申请微信公众平台接口测试帐号,申请网址:(http://mp.weixin.qq.com/debug/cgi-bin/sandbox?t=sandbox/login)。申请接口测试号无需公众帐号,可以直接体验和测试公众平台所有高级接口。

1.1 配置接口信息

1.2 修改网页授权信息

点击“修改”后在弹出页面填入你的网站域名:

2  新建网站项目

2.1 选择ASP.NET Core Web Application 模板

2.2 选择Web 应用程序,并更改身份验证为个人用户账户

3 集成微信登录功能

3.1添加引用

打开project.json文件,添加引用Microsoft.AspNetCore.Authentication.OAuth

3.2 添加代码文件

在项目中新建文件夹,命名为WeChatOAuth,并添加代码文件(本文最后附全部代码)。

3.3 注册微信登录中间件

打开Startup.cs文件,在Configure中添加代码:

app.UseWeChatAuthentication(new WeChatOptions()
{
    AppId = "******",
    AppSecret = "******"
});

注意该代码的插入位置必须在app.UseIdentity()下方。

4 代码

 1 // Copyright (c) .NET Foundation. All rights reserved.
 2 // Licensed under the Apache License, Version 2.0. See License.txt in the project root for license information.
 3
 4 using System;
 5 using Microsoft.AspNetCore.Authentication.WeChat;
 6 using Microsoft.Extensions.Options;
 7
 8 namespace Microsoft.AspNetCore.Builder
 9 {
10     /// <summary>
11     /// Extension methods to add WeChat authentication capabilities to an HTTP application pipeline.
12     /// </summary>
13     public static class WeChatAppBuilderExtensions
14     {
15         /// <summary>
16         /// Adds the <see cref="WeChatMiddleware"/> middleware to the specified <see cref="IApplicationBuilder"/>, which enables WeChat authentication capabilities.
17         /// </summary>
18         /// <param name="app">The <see cref="IApplicationBuilder"/> to add the middleware to.</param>
19         /// <returns>A reference to this instance after the operation has completed.</returns>
20         public static IApplicationBuilder UseWeChatAuthentication(this IApplicationBuilder app)
21         {
22             if (app == null)
23             {
24                 throw new ArgumentNullException(nameof(app));
25             }
26
27             return app.UseMiddleware<WeChatMiddleware>();
28         }
29
30         /// <summary>
31         /// Adds the <see cref="WeChatMiddleware"/> middleware to the specified <see cref="IApplicationBuilder"/>, which enables WeChat authentication capabilities.
32         /// </summary>
33         /// <param name="app">The <see cref="IApplicationBuilder"/> to add the middleware to.</param>
34         /// <param name="options">A <see cref="WeChatOptions"/> that specifies options for the middleware.</param>
35         /// <returns>A reference to this instance after the operation has completed.</returns>
36         public static IApplicationBuilder UseWeChatAuthentication(this IApplicationBuilder app, WeChatOptions options)
37         {
38             if (app == null)
39             {
40                 throw new ArgumentNullException(nameof(app));
41             }
42             if (options == null)
43             {
44                 throw new ArgumentNullException(nameof(options));
45             }
46
47             return app.UseMiddleware<WeChatMiddleware>(Options.Create(options));
48         }
49     }
50 }

WeChatAppBuilderExtensions.cs

// Copyright (c) .NET Foundation. All rights reserved.
// Licensed under the Apache License, Version 2.0. See License.txt in the project root for license information.
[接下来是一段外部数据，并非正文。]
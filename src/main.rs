//! Demo binary for modelgate
//!
//! Wires a scheduler, generation client, and orchestrator against an
//! in-memory mock server and runs a few quality-gated selections, so the
//! whole admission/eviction/fallback path can be watched offline.
//!
//! ## Environment Variables
//!
//! - `LOG_FORMAT=json` — structured JSON output (production)
//! - `RUST_LOG=info` — log level filter (default: info)
//!
//! Pass a TOML config path as the first argument to use its VRAM and
//! selection settings; pass `--schema` to print the config JSON Schema.

use async_trait::async_trait;
use modelgate::config::export_schema;
use modelgate::select::Validation;
use modelgate::{
    init_tracing, GateConfig, GateError, GenerationClient, InferenceServer, MockServer,
    SelectionOrchestrator, Validator, VramScheduler,
};
use std::sync::Arc;
use tokio_util::sync::CancellationToken;
use tracing::info;

/// Demo validator: scores by output length, capped at 100.
struct LengthValidator;

#[async_trait]
impl Validator for LengthValidator {
    async fn validate(&self, content: &str, _: &str) -> Result<Validation, GateError> {
        let score = (content.chars().count() as f64).min(100.0);
        Ok(Validation {
            score,
            is_valid: !content.trim().is_empty(),
            errors: Vec::new(),
        })
    }
}

#[tokio::main]
async fn main() -> Result<(), Box<dyn std::error::Error>> {
    let _ = init_tracing();

    let mut args = std::env::args().skip(1);
    let first = args.next();
    if first.as_deref() == Some("--schema") {
        println!("{}", export_schema()?);
        return Ok(());
    }

    let config = match first {
        Some(path) => GateConfig::load(&path)?,
        None => {
            info!("no config given, using built-in demo settings");
            toml::from_str(
                r#"
[vram]
limit_gb = 12.0
persistent = ["pinned:7b"]

[selection]
candidates = ["coder:14b", "pinned:7b"]
quality_threshold = 20.0
"#,
            )
            .map_err(|e| GateError::Config(e.to_string()))?
        }
    };

    info!("starting modelgate demo");

    let server = Arc::new(
        MockServer::new()
            .with_model("pinned:7b", 5.0)
            .with_model("coder:14b", 9.0)
            .with_response("coder:14b", "fn main() { println!(\"generated\"); }")
            .with_response("pinned:7b", "short"),
    );
    let server: Arc<dyn InferenceServer> = server;

    let scheduler = Arc::new(
        VramScheduler::new(
            Arc::clone(&server),
            config.vram.limit_gb,
            config.vram.default_model_size_gb,
            config.vram.persistent.clone(),
        )
        .with_policy(config.vram.eviction_policy),
    );
    let client = Arc::new(GenerationClient::new(Arc::clone(&scheduler), server));
    let orchestrator = SelectionOrchestrator::new(client, Arc::new(LengthValidator))
        .with_compression(config.compression.clone());

    let demo_prompts = [
        ("code", "Write a hello-world program."),
        ("code", "Write a function that reverses a string."),
        ("doc", "Describe the module layout of a small library."),
    ];

    let cancel = CancellationToken::new();
    for (artifact_type, prompt) in demo_prompts {
        let result = orchestrator
            .select(
                artifact_type,
                prompt,
                config.selection.quality_threshold,
                &config.selection.candidates,
                &cancel,
            )
            .await;
        info!(
            artifact_type,
            success = result.success,
            model = result.model_used.as_deref().unwrap_or("-"),
            score = result.quality_score,
            attempts = result.attempts.len(),
            "selection finished"
        );
    }

    let snapshot = scheduler.snapshot().await;
    info!(
        used_gb = snapshot.used_gb,
        limit_gb = snapshot.vram_limit_gb,
        resident = snapshot.active.len(),
        "final residency"
    );
    println!(
        "{}",
        serde_json::to_string_pretty(&scheduler.metrics().snapshot())?
    );

    Ok(())
}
namespace Microsoft.AspNetCore.Authentication.WeChat
{
    public static class WeChatDefaults
    {
        public const string AuthenticationScheme = "WeChat";

        public static readonly string AuthorizationEndpoint = "https://open.weixin.qq.com/connect/oauth2/authorize";

        public static readonly string TokenEndpoint = "https://api.weixin.qq.com/sns/oauth2/access_token";

        public static readonly string UserInformationEndpoint = "https://api.weixin.qq.com/sns/userinfo";
    }
}

WeChatDefaults.cs

// Copyright (c) .NET Foundation. All rights reserved.
// Licensed under the Apache License, Version 2.0. See License.txt in the project root for license information.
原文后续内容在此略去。